EXERCISE BRIEF — Among the lines of the data, copy those that hold "crate".

=== LISTED RECORDS ===

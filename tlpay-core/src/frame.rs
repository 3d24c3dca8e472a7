//! Terminal protocol frame structure and encoding/decoding

use std::fmt;

use byteorder::{ByteOrder, LittleEndian};
use bytes::{BufMut, Bytes, BytesMut};

use crate::{
    checksum,
    constants::{ETX, HEADER_SIZE, ID_LEN, STX, TIMESTAMP_LEN, TRAILER_SIZE, offsets},
    error::{Error, Result},
    job::JobCode,
};

/// Terminal protocol frame
///
/// # Frame Structure
///
/// ```text
/// ┌─────┬──────────┬───────────┬─────┬──────┬─────────┬─────────┬─────┬─────┐
/// │ STX │ CAT/MID  │ Timestamp │ Job │ Resp │   Len   │ Payload │ ETX │ BCC │
/// │  1  │    16    │    14     │  1  │  1   │ 2 (LE)  │    N    │  1  │  1  │
/// └─────┴──────────┴───────────┴─────┴──────┴─────────┴─────────┴─────┴─────┘
/// ```
///
/// BCC is the XOR of every byte from STX through ETX inclusive. The trailer
/// is not kept on the decoded value.
///
/// # Examples
///
/// ```
/// use tlpay_core::{Frame, JobCode};
///
/// let frame = Frame::builder()
///     .terminal_id("CAT0001")
///     .timestamp("20251203185306")
///     .job(JobCode::DEVICE_CHECK)
///     .build()
///     .unwrap();
///
/// let encoded = frame.encode().unwrap();
/// let decoded = Frame::decode(&encoded).unwrap();
/// assert_eq!(frame.job, decoded.job);
/// ```
#[derive(Clone, PartialEq, Eq)]
pub struct Frame {
    /// Terminal identifier (CAT/MID)
    pub terminal_id: String,

    /// `YYYYMMDDhhmmss`
    pub timestamp: String,

    /// Job code
    pub job: JobCode,

    /// Header response code (0 = success on replies, always 0 on requests)
    pub response_code: u8,

    /// Job-specific data
    pub payload: Bytes,
}

impl Frame {
    /// Maximum payload size representable in the length field
    pub const MAX_PAYLOAD_SIZE: usize = u16::MAX as usize;

    /// Start a new frame builder
    pub fn builder() -> FrameBuilder {
        FrameBuilder::default()
    }

    /// Encode frame to bytes
    ///
    /// # Errors
    ///
    /// Fails if the timestamp is not exactly 14 ASCII characters or the
    /// payload exceeds the 16-bit length field.
    pub fn encode(&self) -> Result<BytesMut> {
        encode(
            &self.terminal_id,
            &self.timestamp,
            self.job,
            self.response_code,
            &self.payload,
        )
    }

    /// Decode frame from bytes, verifying terminator and checksum
    ///
    /// # Errors
    ///
    /// Returns an error if:
    /// - Buffer is shorter than header + trailer
    /// - First byte is not STX
    /// - Job code is unknown
    /// - Buffer ends before the declared payload and trailer
    /// - Terminator is not ETX
    /// - Checksum verification fails
    pub fn decode(buf: &[u8]) -> Result<Self> {
        let header = RawHeader::parse(buf)?;
        let payload_len = header.payload_len;

        let etx_pos = HEADER_SIZE + payload_len;
        let bcc_pos = etx_pos + 1;
        let expected_total = bcc_pos + 1;

        if buf.len() < expected_total {
            return Err(Error::IncompleteFrame {
                actual: buf.len(),
                expected: expected_total,
                payload_len,
            });
        }

        if buf[etx_pos] != ETX {
            return Err(Error::TerminatorMismatch {
                position: etx_pos,
                found: buf[etx_pos],
                payload_len,
            });
        }

        let calculated = checksum::calculate(&buf[offsets::START..=etx_pos]);
        let received = buf[bcc_pos];
        if calculated != received {
            return Err(Error::ChecksumMismatch { calculated, received });
        }

        Ok(header.into_frame(&buf[HEADER_SIZE..etx_pos]))
    }

    /// Decode frame without requiring a valid trailer
    ///
    /// The payload length is clamped to what the buffer holds (minus two
    /// trailer bytes). Terminator and checksum are ignored. Only meant as
    /// a fallback after [`Frame::decode`] fails on the trailer.
    pub fn decode_lenient(buf: &[u8]) -> Result<Self> {
        let header = RawHeader::parse(buf)?;

        let available = buf.len().saturating_sub(HEADER_SIZE + TRAILER_SIZE);
        let payload_len = header.payload_len.min(available);

        Ok(header.into_frame(&buf[HEADER_SIZE..HEADER_SIZE + payload_len]))
    }

    /// Check if the terminal reported success in the header
    pub fn is_success(&self) -> bool {
        self.response_code == 0
    }

    /// Get total encoded size
    pub fn size(&self) -> usize {
        HEADER_SIZE + self.payload.len() + TRAILER_SIZE
    }
}

/// Encode a frame from its parts
///
/// The identifier is left-aligned in 16 bytes and NUL-padded; longer
/// identifiers are cut at 16 bytes.
pub fn encode(
    terminal_id: &str,
    timestamp: &str,
    job: JobCode,
    response_code: u8,
    payload: &[u8],
) -> Result<BytesMut> {
    if !is_timestamp_shape(timestamp) {
        return Err(Error::InvalidTimestamp(timestamp.to_string()));
    }
    if payload.len() > Frame::MAX_PAYLOAD_SIZE {
        return Err(Error::PayloadTooLarge {
            size: payload.len(),
            max: Frame::MAX_PAYLOAD_SIZE,
        });
    }

    let mut buf = BytesMut::with_capacity(HEADER_SIZE + payload.len() + TRAILER_SIZE);

    buf.put_u8(STX);
    buf.put_slice(&crate::pad::nul_right(terminal_id, ID_LEN));
    buf.put_slice(timestamp.as_bytes());
    buf.put_u8(job.code());
    buf.put_u8(response_code);
    buf.put_u16_le(payload.len() as u16);
    buf.put_slice(payload);
    buf.put_u8(ETX);

    let bcc = checksum::calculate(&buf);
    buf.put_u8(bcc);

    Ok(buf)
}

/// Render identifier bytes as text, or as uppercase hex if not printable
///
/// Trailing NUL padding is dropped first. If every remaining byte is
/// printable ASCII (space through tilde) the trimmed text is returned.
///
/// # Examples
///
/// ```
/// use tlpay_core::frame::render_identifier;
///
/// assert_eq!(render_identifier(b"CAT0001\0\0\0"), "CAT0001");
/// assert_eq!(render_identifier(&[0x01, 0xFF]), "01FF");
/// ```
pub fn render_identifier(bytes: &[u8]) -> String {
    let end = bytes.iter().rposition(|&b| b != 0x00).map_or(0, |i| i + 1);
    let body = &bytes[..end];

    if body.iter().all(|b| (0x20..=0x7E).contains(b)) {
        String::from_utf8_lossy(body).trim().to_string()
    } else {
        hex::encode_upper(bytes)
    }
}

/// Current local time as `YYYYMMDDhhmmss`
pub fn timestamp_now() -> String {
    chrono::Local::now().format("%Y%m%d%H%M%S").to_string()
}

fn is_timestamp_shape(timestamp: &str) -> bool {
    timestamp.len() == TIMESTAMP_LEN && timestamp.is_ascii()
}

/// Header fields shared by strict and lenient decoding
struct RawHeader<'a> {
    id: &'a [u8],
    timestamp: &'a [u8],
    job: JobCode,
    response_code: u8,
    payload_len: usize,
}

impl<'a> RawHeader<'a> {
    fn parse(buf: &'a [u8]) -> Result<Self> {
        if buf.len() < HEADER_SIZE + TRAILER_SIZE {
            return Err(Error::FrameTooShort {
                expected: HEADER_SIZE + TRAILER_SIZE,
                actual: buf.len(),
            });
        }
        if buf[offsets::START] != STX {
            return Err(Error::StartMarkerMismatch(buf[offsets::START]));
        }

        Ok(Self {
            id: &buf[offsets::ID..offsets::TIMESTAMP],
            timestamp: &buf[offsets::TIMESTAMP..offsets::JOB],
            job: JobCode::try_from(buf[offsets::JOB])?,
            response_code: buf[offsets::RESPONSE_CODE],
            payload_len: LittleEndian::read_u16(&buf[offsets::PAYLOAD_LEN..offsets::PAYLOAD])
                as usize,
        })
    }

    fn into_frame(self, payload: &[u8]) -> Frame {
        Frame {
            terminal_id: render_identifier(self.id),
            timestamp: String::from_utf8_lossy(self.timestamp).into_owned(),
            job: self.job,
            response_code: self.response_code,
            payload: Bytes::copy_from_slice(payload),
        }
    }
}

/// Builder for outbound frames
///
/// Terminal id and job code are required. The timestamp defaults to the
/// current local time, the response code to 0 and the payload to empty.
#[derive(Debug, Clone, Default)]
pub struct FrameBuilder {
    terminal_id: Option<String>,
    timestamp: Option<String>,
    job: Option<JobCode>,
    response_code: u8,
    payload: Bytes,
}

impl FrameBuilder {
    /// Set terminal identifier
    pub fn terminal_id(mut self, id: impl Into<String>) -> Self {
        self.terminal_id = Some(id.into());
        self
    }

    /// Set timestamp (`YYYYMMDDhhmmss`)
    pub fn timestamp(mut self, timestamp: impl Into<String>) -> Self {
        self.timestamp = Some(timestamp.into());
        self
    }

    /// Set job code
    pub fn job(mut self, job: JobCode) -> Self {
        self.job = Some(job);
        self
    }

    /// Set header response code
    pub fn response_code(mut self, code: u8) -> Self {
        self.response_code = code;
        self
    }

    /// Set payload
    pub fn payload(mut self, payload: impl Into<Bytes>) -> Self {
        self.payload = payload.into();
        self
    }

    /// Build the frame
    ///
    /// # Errors
    ///
    /// Fails if terminal id or job code is missing, the timestamp is not
    /// 14 ASCII digits, or the payload is too large.
    pub fn build(self) -> Result<Frame> {
        let terminal_id = self.terminal_id.ok_or(Error::MissingField("terminal_id"))?;
        let job = self.job.ok_or(Error::MissingField("job"))?;
        let timestamp = self.timestamp.unwrap_or_else(timestamp_now);

        if !is_timestamp_shape(&timestamp) || !timestamp.bytes().all(|b| b.is_ascii_digit()) {
            return Err(Error::InvalidTimestamp(timestamp));
        }
        if self.payload.len() > Frame::MAX_PAYLOAD_SIZE {
            return Err(Error::PayloadTooLarge {
                size: self.payload.len(),
                max: Frame::MAX_PAYLOAD_SIZE,
            });
        }

        Ok(Frame {
            terminal_id,
            timestamp,
            job,
            response_code: self.response_code,
            payload: self.payload,
        })
    }
}

impl fmt::Debug for Frame {
    fn fmt(&self, f: &mut fmt::Formatter<'_>) -> fmt::Result {
        f.debug_struct("Frame")
            .field("terminal_id", &self.terminal_id)
            .field("timestamp", &self.timestamp)
            .field("job", &self.job)
            .field("response_code", &format!("0x{:02X}", self.response_code))
            .field("payload_len", &self.payload.len())
            .finish()
    }
}

impl fmt::Display for Frame {
    fn fmt(&self, f: &mut fmt::Formatter<'_>) -> fmt::Result {
        write!(
            f,
            "Frame[{}](id={}, ts={}, resp={}, len={})",
            self.job,
            self.terminal_id,
            self.timestamp,
            self.response_code,
            self.payload.len()
        )
    }
}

===

ANSWER TO THIS TASK —
use crate::{
    buf.put_slice(&crate::pad::nul_right(terminal_id, ID_LEN));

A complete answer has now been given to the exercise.